Stored data entries
• • • • • • •

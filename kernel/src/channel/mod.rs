// Reader Channels
//
// Per-connection delivery loops over the shared append log.
// Both channels wait for data only inside `Waiter::wait`, which is
// also where cancellation and peer disconnects are observed.

pub mod notify;
pub mod stream;

pub use notify::{NotifyChannel, Notification};
pub use stream::{StreamChannel, StreamItem};

use std::fmt;
use std::future::Future;
use std::time::Duration;

use serde::{Deserialize, Serialize};
use tokio::sync::watch;
use tokio_util::sync::CancellationToken;
use uuid::Uuid;

use crate::config::ChannelConfig;

/// Identifier of one reader connection, for log correlation.
#[derive(Debug, Clone, Copy, PartialEq, Eq, Hash, Serialize, Deserialize)]
pub struct ConnectionId(pub Uuid);

impl ConnectionId {
    pub fn new() -> Self {
        Self(Uuid::new_v4())
    }
}

impl Default for ConnectionId {
    fn default() -> Self {
        Self::new()
    }
}

impl fmt::Display for ConnectionId {
    fn fmt(&self, f: &mut fmt::Formatter<'_>) -> fmt::Result {
        self.0.fmt(f)
    }
}

/// Why a channel loop stopped.
#[derive(Debug, Clone, Copy, PartialEq, Eq)]
pub enum ChannelExit {
    /// The cancellation token fired.
    Cancelled,

    /// The sink reported the peer is gone.
    Closed,
}

/// Outcome of one `Waiter::wait`.
#[derive(Debug, Clone, Copy, PartialEq, Eq)]
pub(crate) enum Wake {
    /// Time to re-check the log length.
    Recheck,

    /// Stop the loop.
    Exit(ChannelExit),
}

/// Suspends a reader until the log may have grown.
///
/// Returns after the poll interval at the latest. With `wake_on_append`
/// it also returns as soon as an append publishes a new length.
#[derive(Debug)]
pub(crate) struct Waiter {
    lengths: watch::Receiver<u64>,
    poll_interval: Duration,
    wake_on_append: bool,
}

impl Waiter {
    pub(crate) fn new(lengths: watch::Receiver<u64>, config: &ChannelConfig) -> Self {
        Self {
            lengths,
            poll_interval: config.poll_interval(),
            wake_on_append: config.wake_on_append,
        }
    }

    /// Mark the current length as seen.
    ///
    /// Must be called before each length check, so an append that lands
    /// after the check still wakes the next `wait`.
    pub(crate) fn settle(&mut self) {
        self.lengths.borrow_and_update();
    }

    /// Wait for the next re-check, or until `cancel` fires or `closed`
    /// resolves.
    pub(crate) async fn wait<F>(&mut self, cancel: &CancellationToken, closed: &mut F) -> Wake
    where
        F: Future<Output = ()> + Unpin,
    {
        let tick = tokio::time::sleep(self.poll_interval);
        let wake_on_append = self.wake_on_append;

        tokio::select! {
            biased;
            _ = cancel.cancelled() => Wake::Exit(ChannelExit::Cancelled),
            _ = closed => Wake::Exit(ChannelExit::Closed),
            Ok(()) = self.lengths.changed(), if wake_on_append => Wake::Recheck,
            _ = tick => Wake::Recheck,
        }
    }
}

• • • • • • •

TRY IT
The word to find is "lengths". Copy every line of the data that holds it.

THE COMPLETED TASK
    lengths: watch::Receiver<u64>,
    pub(crate) fn new(lengths: watch::Receiver<u64>, config: &ChannelConfig) -> Self {
            lengths,
        self.lengths.borrow_and_update();
            Ok(()) = self.lengths.changed(), if wake_on_append => Wake::Recheck,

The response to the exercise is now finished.